┌──

//! Request signing. The body is authenticated with HMAC-SHA256 and the digest travels in the
//! `X-Signature-256` header as `sha256=<hex>`.

use hmac::{Hmac, Mac};
use sha2::Sha256;

use crate::error::SubmitError;

pub const SIGNATURE_HEADER: &str = "X-Signature-256";
const SIGNATURE_PREFIX: &str = "sha256=";

type HmacSha256 = Hmac<Sha256>;

/// Lowercase hex HMAC-SHA256 of `body` keyed with `secret`.
pub fn sign(secret: &[u8], body: &[u8]) -> Result<String, SubmitError> {
    let mut mac = HmacSha256::new_from_slice(secret).map_err(|_| SubmitError::InvalidKey)?;
    mac.update(body);
    Ok(hex::encode(mac.finalize().into_bytes()))
}

pub fn signature_header(digest: &str) -> String {
    format!("{SIGNATURE_PREFIX}{digest}")
}

/// Checks a `sha256=<hex>` header against `body` in constant time.
#[cfg(test)]
pub fn verify(secret: &[u8], body: &[u8], header: &str) -> bool {
    let Some(digest) = header.strip_prefix(SIGNATURE_PREFIX) else {
        return false;
    };
    let Ok(expected) = hex::decode(digest) else {
        return false;
    };
    let Ok(mut mac) = HmacSha256::new_from_slice(secret) else {
        return false;
    };
    mac.update(body);
    mac.verify_slice(&expected).is_ok()
}
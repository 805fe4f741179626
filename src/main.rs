use std::io::Write;
use std::process::ExitCode;

use tracing::{Level, error};
use tracing_subscriber::FmtSubscriber;

use crate::error::SubmitError;
use crate::settings::Settings;

mod error;
mod model;
mod security;
mod settings;
mod submission;

#[tokio::main(flavor = "current_thread")]
async fn main() -> ExitCode {
    // Begin logging
    // Logs go to stderr so the receipt is the only thing on stdout
    let subscriber = FmtSubscriber::builder()
        .with_max_level(Level::INFO)
        .with_writer(std::io::stderr)
        .finish();
    if let Err(e) = tracing::subscriber::set_global_default(subscriber) {
        eprintln!("Could not install logger: {e}");
    }

    report(run().await, &mut std::io::stdout().lock())
}

async fn run() -> Result<String, SubmitError> {
    let settings = Settings::from_env()?;
    submission::submit_application(&settings).await
}

/// Writes the receipt as the only line of output, or logs the failure.
fn report(result: Result<String, SubmitError>, out: &mut impl Write) -> ExitCode {
    match result {
        Ok(receipt) => {
            if let Err(e) = writeln!(out, "{receipt}") {
                error!("Could not write receipt {receipt}: {e}");
                return ExitCode::FAILURE;
            }
            ExitCode::SUCCESS
        }
        Err(e) => {
            error!("{e}");
            ExitCode::FAILURE
        }
    }
}
use std::time::Duration;

use super::types::Generation;

/// The native audio output behind the engine.
///
/// Implementations never block on I/O: `load` and `play` only start work,
/// and their outcome is reported through `EngineEvent`s stamped with the
/// given generation.
pub trait AudioOutput {
    /// Replace the current source with `source`, tagging its notifications with `generation`.
    fn load(&mut self, generation: Generation, source: &str);
    /// Request playback of the load tagged `generation`.
    fn play(&mut self, generation: Generation);
    fn pause(&mut self);
    fn seek(&mut self, position: Duration);
    /// Linear gain in `[0.0, 1.0]`.
    fn set_volume(&mut self, volume: f32);
    /// Stop playback and free the device. Called at most once.
    fn shutdown(&mut self);
}
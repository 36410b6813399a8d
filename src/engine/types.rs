//! Engine-level small types: generations, notifications and audio-thread commands.

use std::fmt;
use std::sync::Arc;
use std::time::Duration;

use crate::error::SourceError;

/// Tag distinguishing successive loads. Every notification carries the
/// generation of the load it originated from.
#[derive(Debug, Copy, Clone, Default, PartialEq, Eq, PartialOrd, Ord, Hash)]
pub struct Generation(u64);

impl Generation {
    pub fn next(self) -> Self {
        Self(self.0 + 1)
    }

    pub(super) fn get(self) -> u64 {
        self.0
    }
}

impl fmt::Display for Generation {
    fn fmt(&self, f: &mut fmt::Formatter<'_>) -> fmt::Result {
        write!(f, "#{}", self.0)
    }
}

/// What the output reports back.
#[derive(Debug, Clone, PartialEq)]
pub enum EngineEventKind {
    /// Audio is decoded and its length is known.
    MetadataReady { duration_secs: f64 },
    /// Periodic position report while playing.
    TimeUpdate {
        current_secs: f64,
        progress_percent: f64,
    },
    /// The track played to its end.
    Ended,
    /// Loading or decoding failed.
    Error { reason: String },
    /// A play request took effect.
    PlayResolved,
    /// A play request failed or was superseded.
    PlayRejected { reason: String },
}

/// A notification stamped with its originating generation.
#[derive(Debug, Clone, PartialEq)]
pub struct EngineEvent {
    pub generation: Generation,
    pub kind: EngineEventKind,
}

impl EngineEvent {
    pub fn new(generation: Generation, kind: EngineEventKind) -> Self {
        Self { generation, kind }
    }
}

/// Commands understood by the audio thread.
#[derive(Debug)]
pub(crate) enum AudioCmd {
    /// Fetch and decode `source`, replacing whatever is loaded.
    Load {
        generation: Generation,
        source: String,
    },
    /// Start playback of `generation` once it is loaded.
    Play { generation: Generation },
    /// Pause, and drop any play still waiting for its load.
    Pause,
    /// Jump to an absolute position in the loaded track.
    Seek(Duration),
    /// Linear gain in `[0.0, 1.0]`.
    SetVolume(f32),
    /// Fade out over `fade_out_ms`, stop and exit the thread.
    Release { fade_out_ms: u64 },
    /// Fetch worker result, posted back to the audio thread.
    Fetched {
        generation: Generation,
        result: Result<Arc<[u8]>, SourceError>,
    },
}
//! UI rendering helpers for the terminal user interface.
//!
//! This module contains functions to render the TUI using `ratatui`.

use std::time::Instant;

use ratatui::{
    Frame,
    layout::{Alignment, Constraint, Direction, Layout, Rect},
    style::{Modifier, Style, Stylize},
    text::{Line, Span},
    widgets::{Block, Borders, Clear, Gauge, List, ListItem, Padding, Paragraph, Wrap},
};

use crate::app::{App, MEDITATION_TIPS};
use crate::catalog::{Catalog, CategoryFilter, Track, label_seconds};
use crate::config::{PlayerSettings, UiSettings};
use crate::playback::{PlaybackState, PlayerStatus};
use crate::transport::format_time;

const LEFT_PAD: Padding = Padding {
    left: 1,
    right: 0,
    top: 0,
    bottom: 0,
};

/// Render the controls help text, incorporating the configured steps.
fn controls_text(player: &PlayerSettings) -> String {
    [
        "[j/k] up/down".to_string(),
        "[enter] play selected".to_string(),
        "[space/p] play/pause".to_string(),
        "[h/l] prev/next".to_string(),
        format!("[H/L] seek -/+{}%", player.seek_step_percent),
        format!("[-/+] volume -/+{}", player.volume_step),
        "[c] category".to_string(),
        "[q] quit".to_string(),
    ]
    .join(" | ")
}

fn status_label(state: &PlaybackState) -> &'static str {
    match state.status {
        PlayerStatus::Idle => "Idle",
        PlayerStatus::Loading if state.is_playing => "Buffering",
        PlayerStatus::Loading => "Loading",
        PlayerStatus::Playing => "Playing",
        PlayerStatus::Paused => "Paused",
        PlayerStatus::Errored => "Error",
    }
}

/// `elapsed / total`, falling back to the catalog label until the real
/// duration is known.
fn time_text(state: &PlaybackState) -> String {
    let total = if state.duration_secs > 0.0 {
        format_time(state.duration_secs)
    } else {
        state.current_track.duration_label.clone()
    };
    format!("{} / {}", format_time(state.current_time_secs), total)
}

fn categories_line(active: CategoryFilter) -> Line<'static> {
    let mut spans = Vec::new();
    for (i, f) in CategoryFilter::ALL.iter().enumerate() {
        if i > 0 {
            spans.push(Span::raw("  "));
        }
        let label = format!(" {} ", f.label());
        if *f == active {
            spans.push(Span::styled(label, Style::default().add_modifier(Modifier::REVERSED)));
        } else {
            spans.push(Span::raw(label));
        }
    }
    Line::from(spans)
}

/// Total listening time of `view` from the catalog labels.
fn view_length(view: &[&Track]) -> String {
    let secs: u64 = view
        .iter()
        .filter_map(|t| label_seconds(&t.duration_label))
        .sum();
    format_time(secs as f64)
}

/// Compute a centered rectangle with given size constrained to `r`.
fn centered_rect_sized(mut width: u16, mut height: u16, r: Rect) -> Rect {
    width = width.min(r.width.saturating_sub(2)).max(10);
    height = height.min(r.height.saturating_sub(2)).max(5);

    let x = r.x + (r.width.saturating_sub(width) / 2);
    let y = r.y + (r.height.saturating_sub(height) / 2);
    Rect {
        x,
        y,
        width,
        height,
    }
}

/// Render the entire UI into the provided `frame`.
pub fn draw(
    frame: &mut Frame,
    app: &App,
    catalog: &Catalog,
    state: &PlaybackState,
    ui_settings: &UiSettings,
    player_settings: &PlayerSettings,
    now: Instant,
) {
    let chunks = Layout::default()
        .direction(Direction::Vertical)
        .constraints([
            Constraint::Length(3),
            Constraint::Length(3),
            Constraint::Min(1),
            Constraint::Length(4),
        ])
        .split(frame.area());

    // Header
    let header = Paragraph::new(ui_settings.header_text.as_str())
        .alignment(Alignment::Center)
        .block(
            Block::default()
                .borders(Borders::ALL)
                .title(" hush ")
                .title_alignment(Alignment::Center),
        );
    frame.render_widget(header, chunks[0]);

    let view = app.visible(catalog);
    let categories = Paragraph::new(categories_line(app.filter)).block(
        Block::bordered().padding(LEFT_PAD).title(format!(
            " categories · {} tracks, {} ",
            view.len(),
            view_length(&view)
        )),
    );
    frame.render_widget(categories, chunks[1]);

    let body = Layout::default()
        .direction(Direction::Horizontal)
        .constraints([Constraint::Percentage(55), Constraint::Percentage(45)])
        .split(chunks[2]);

    // Track list
    {
        let items: Vec<ListItem> = view
            .iter()
            .map(|t| {
                let active = t.id == state.current_track.id;
                let marker = if active { "♪ " } else { "  " };
                let mut title = Span::raw(format!("{marker}{}", t.title));
                if active {
                    title = title.bold();
                }
                ListItem::new(vec![
                    Line::from(vec![title, Span::raw(format!("  {}", t.duration_label)).dim()]),
                    Line::from(format!("  {}", t.description)).dim(),
                ])
            })
            .collect();

        let list = List::new(items)
            .block(Block::default().borders(Borders::ALL).title(" tracks "))
            .highlight_style(Style::default().add_modifier(Modifier::REVERSED))
            .highlight_symbol("> ");
        let mut list_state = ratatui::widgets::ListState::default();
        list_state.select(app.selected_row(catalog));
        frame.render_stateful_widget(list, body[0], &mut list_state);
    }

    let right = Layout::default()
        .direction(Direction::Vertical)
        .constraints(if app.show_tips {
            [Constraint::Length(9), Constraint::Min(0)]
        } else {
            [Constraint::Min(9), Constraint::Length(0)]
        })
        .split(body[1]);

    // Player card
    {
        let card = Block::bordered()
            .padding(LEFT_PAD)
            .title(format!(" {} ", status_label(state)));
        let inner = card.inner(right[0]);
        frame.render_widget(card, right[0]);

        let rows = Layout::default()
            .direction(Direction::Vertical)
            .constraints([
                Constraint::Length(1),
                Constraint::Length(2),
                Constraint::Length(1),
                Constraint::Length(1),
                Constraint::Min(0),
            ])
            .split(inner);

        frame.render_widget(Paragraph::new(state.current_track.title.as_str()).bold(), rows[0]);
        frame.render_widget(
            Paragraph::new(state.current_track.description.as_str())
                .dim()
                .wrap(Wrap { trim: true }),
            rows[1],
        );
        let gauge = Gauge::default()
            .ratio(state.progress_percent.clamp(0.0, 100.0) / 100.0)
            .label(time_text(state));
        frame.render_widget(gauge, rows[2]);
        frame.render_widget(
            Paragraph::new(format!("Volume: {}%", state.volume_percent)),
            rows[3],
        );
    }

    if app.show_tips {
        let tips: Vec<Line> = MEDITATION_TIPS
            .iter()
            .map(|tip| Line::from(format!("• {tip}")))
            .collect();
        let tips = Paragraph::new(tips)
            .block(Block::bordered().padding(LEFT_PAD).title(" meditation tips "))
            .wrap(Wrap { trim: true });
        frame.render_widget(tips, right[1]);
    }

    // Failure toast overlays the list so the card stays readable.
    if let Some(toast) = app.toast(now) {
        let area = centered_rect_sized(56, 6, body[0]);
        frame.render_widget(Clear, area);
        let popup = Paragraph::new(toast.message.as_str())
            .block(
                Block::bordered()
                    .padding(LEFT_PAD)
                    .title(format!(" {} ", toast.title))
                    .red(),
            )
            .wrap(Wrap { trim: true });
        frame.render_widget(popup, area);
    }

    let footer = Paragraph::new(controls_text(player_settings))
        .block(
            Block::default()
                .borders(Borders::ALL)
                .title(" controls ")
                .padding(LEFT_PAD),
        )
        .wrap(Wrap { trim: true });

    frame.render_widget(footer, chunks[3]);
}

#[cfg(test)]
mod tests {
    use super::*;
    use crate::catalog::Catalog;
    use crate::playback::Store;

    #[test]
    fn time_text_falls_back_to_the_catalog_label() {
        let track = Catalog::builtin().first().clone();
        let store = Store::new(track, 70);
        assert_eq!(time_text(store.state()), "0:00 / 10:00");
    }

    #[test]
    fn view_length_sums_catalog_labels() {
        let catalog = Catalog::builtin();
        let all: Vec<&Track> = catalog.tracks().iter().collect();
        let nature = catalog.filtered(CategoryFilter::Nature);
        let expected: u64 = nature
            .iter()
            .filter_map(|t| label_seconds(&t.duration_label))
            .sum();
        assert_eq!(view_length(&nature), format_time(expected as f64));
        assert_eq!(view_length(&[]), "0:00");
        assert_ne!(view_length(&all), "0:00");
    }

    #[test]
    fn controls_text_mentions_configured_steps() {
        let player = PlayerSettings {
            initial_volume: 70,
            volume_step: 10,
            seek_step_percent: 15,
        };
        let text = controls_text(&player);
        assert!(text.contains("seek -/+15%"));
        assert!(text.contains("volume -/+10"));
    }

    #[test]
    fn buffering_is_shown_while_a_switch_keeps_playing() {
        let mut store = Store::new(Catalog::builtin().first().clone(), 70);
        store.mark_playing();
        store.begin_track(Catalog::builtin().next_after(1).clone());
        assert_eq!(status_label(store.state()), "Buffering");
    }
}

└──

WHAT YOU ARE ASKED TO DO - State the number of lines above that include "Borders", and nothing further.

SOLVED EXERCISE - 4